──────── MATERIAL SUPPLIED

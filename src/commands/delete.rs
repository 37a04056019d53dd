use std::io::{self, Write};

use anyhow::Result;

use crate::db::Database;

pub fn run(db: &Database, id: i64, force: bool) -> Result<()> {
    // Fetch first so the prompt can describe what is being removed.
    let issue = db.get_issue(id)?;

    if !force {
        print!(
            "Delete issue #{} \"{}\"? [y/N] ",
            id,
            super::list::truncate(&issue.description, 40)
        );
        io::stdout().flush()?;

        let mut input = String::new();
        io::stdin().read_line(&mut input)?;

        if !input.trim().eq_ignore_ascii_case("y") {
            println!("Cancelled.");
            return Ok(());
        }
    }

    db.delete_issue(id)?;
    println!("Deleted issue #{}", id);
    Ok(())
}

#[cfg(test)]
mod tests {
    use super::*;
    use crate::error::CoreError;
    use crate::lifecycle::IssueDraft;
    use crate::models::{Coordinates, IssueType, Location, Role};
    use tempfile::tempdir;

    fn setup() -> (Database, tempfile::TempDir, i64) {
        let dir = tempdir().unwrap();
        let db = Database::open(&dir.path().join("test.db")).unwrap();
        let user = db
            .create_user("Ada", "ada@example.com", Role::Citizen)
            .unwrap();
        let issue = db
            .create_issue(&IssueDraft {
                reporter_id: user.id,
                issue_type: IssueType::Other,
                description: "graffiti".to_string(),
                location: Location {
                    address: "Wall St".to_string(),
                    coordinates: Coordinates { lat: 0.0, lng: 0.0 },
                },
                photos: Vec::new(),
                priority: None,
            })
            .unwrap();
        (db, dir, issue.id)
    }

    #[test]
    fn test_forced_delete_removes_issue() {
        let (db, _dir, id) = setup();
        run(&db, id, true).unwrap();
        assert!(matches!(db.get_issue(id), Err(CoreError::NotFound(_))));
    }

    #[test]
    fn test_delete_missing_issue_not_found() {
        let (db, _dir, _) = setup();
        let err = run(&db, 12345, true).unwrap_err();
        assert!(matches!(
            err.downcast_ref::<CoreError>(),
            Some(CoreError::NotFound(_))
        ));
    }
}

────────────────

> WORK TO BE COMPLETED:
Nothing in the records should differ from the original when you retype them.

> THE COMPLETED TASK:
filename src/commands/delete.rs
repository 37a04056019d53dd
use std::io::{self, Write};

use anyhow::Result;

use crate::db::Database;

pub fn run(db: &Database, id: i64, force: bool) -> Result<()> {
    // Fetch first so the prompt can describe what is being removed.
    let issue = db.get_issue(id)?;

    if !force {
        print!(
            "Delete issue #{} \"{}\"? [y/N] ",
            id,
            super::list::truncate(&issue.description, 40)
        );
        io::stdout().flush()?;

        let mut input = String::new();
        io::stdin().read_line(&mut input)?;

        if !input.trim().eq_ignore_ascii_case("y") {
            println!("Cancelled.");
            return Ok(());
        }
    }

    db.delete_issue(id)?;
    println!("Deleted issue #{}", id);
    Ok(())
}

#[cfg(test)]
mod tests {
    use super::*;
    use crate::error::CoreError;
    use crate::lifecycle::IssueDraft;
    use crate::models::{Coordinates, IssueType, Location, Role};
    use tempfile::tempdir;

    fn setup() -> (Database, tempfile::TempDir, i64) {
        let dir = tempdir().unwrap();
        let db = Database::open(&dir.path().join("test.db")).unwrap();
        let user = db
            .create_user("Ada", "ada@example.com", Role::Citizen)
            .unwrap();
        let issue = db
            .create_issue(&IssueDraft {
                reporter_id: user.id,
                issue_type: IssueType::Other,
                description: "graffiti".to_string(),
                location: Location {
                    address: "Wall St".to_string(),
                    coordinates: Coordinates { lat: 0.0, lng: 0.0 },
                },
                photos: Vec::new(),
                priority: None,
            })
            .unwrap();
        (db, dir, issue.id)
    }

    #[test]
    fn test_forced_delete_removes_issue() {
        let (db, _dir, id) = setup();
        run(&db, id, true).unwrap();
        assert!(matches!(db.get_issue(id), Err(CoreError::NotFound(_))));
    }

    #[test]
    fn test_delete_missing_issue_not_found() {
        let (db, _dir, _) = setup();
        let err = run(&db, 12345, true).unwrap_err();
        assert!(matches!(
            err.downcast_ref::<CoreError>(),
            Some(CoreError::NotFound(_))
        ));
    }
}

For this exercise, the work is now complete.